EXERCISE MATERIAL -
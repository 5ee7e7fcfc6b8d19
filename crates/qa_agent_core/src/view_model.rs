use crate::{AppPhase, FileRole, TestCase, UploadedFile};

#[derive(Debug, Clone, PartialEq, Eq)]
pub struct FileRowView {
    pub name: String,
    pub role: FileRole,
    pub size: u64,
}

impl From<&UploadedFile> for FileRowView {
    fn from(file: &UploadedFile) -> Self {
        Self {
            name: file.name.clone(),
            role: file.role,
            size: file.size,
        }
    }
}

#[derive(Debug, Clone, PartialEq, Eq)]
pub struct TestBoardView {
    pub prompt: String,
    pub loading: bool,
    pub can_generate: bool,
    pub error: Option<String>,
    pub test_cases: Vec<TestCase>,
}

#[derive(Debug, Clone, PartialEq, Eq)]
pub enum ScreenView {
    Ingestion {
        building: bool,
        intake_error: Option<String>,
    },
    TestGeneration(TestBoardView),
    ScriptGeneration {
        test_case: TestCase,
        generating: bool,
        /// Generated code, or the error placeholder when generation failed.
        code: Option<String>,
        can_export: bool,
    },
}

#[derive(Debug, Clone, PartialEq, Eq)]
pub struct AppViewModel {
    pub phase: AppPhase,
    pub file_count: usize,
    pub documents: Vec<FileRowView>,
    /// The HTML page that will be sent to the model.
    pub html: Option<FileRowView>,
    /// HTML files present in the collection but never sent.
    pub unused_html_count: usize,
    pub can_build: bool,
    pub knowledge_base_ready: bool,
    pub screen: ScreenView,
    pub notice: Option<String>,
}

WORK REQUIRED - Scan the material above for the word "bool", and copy every line in which it is found.

ANSWER TO THE EXERCISE -
    pub loading: bool,
    pub can_generate: bool,
        building: bool,
        generating: bool,
        can_export: bool,
    pub can_build: bool,
    pub knowledge_base_ready: bool,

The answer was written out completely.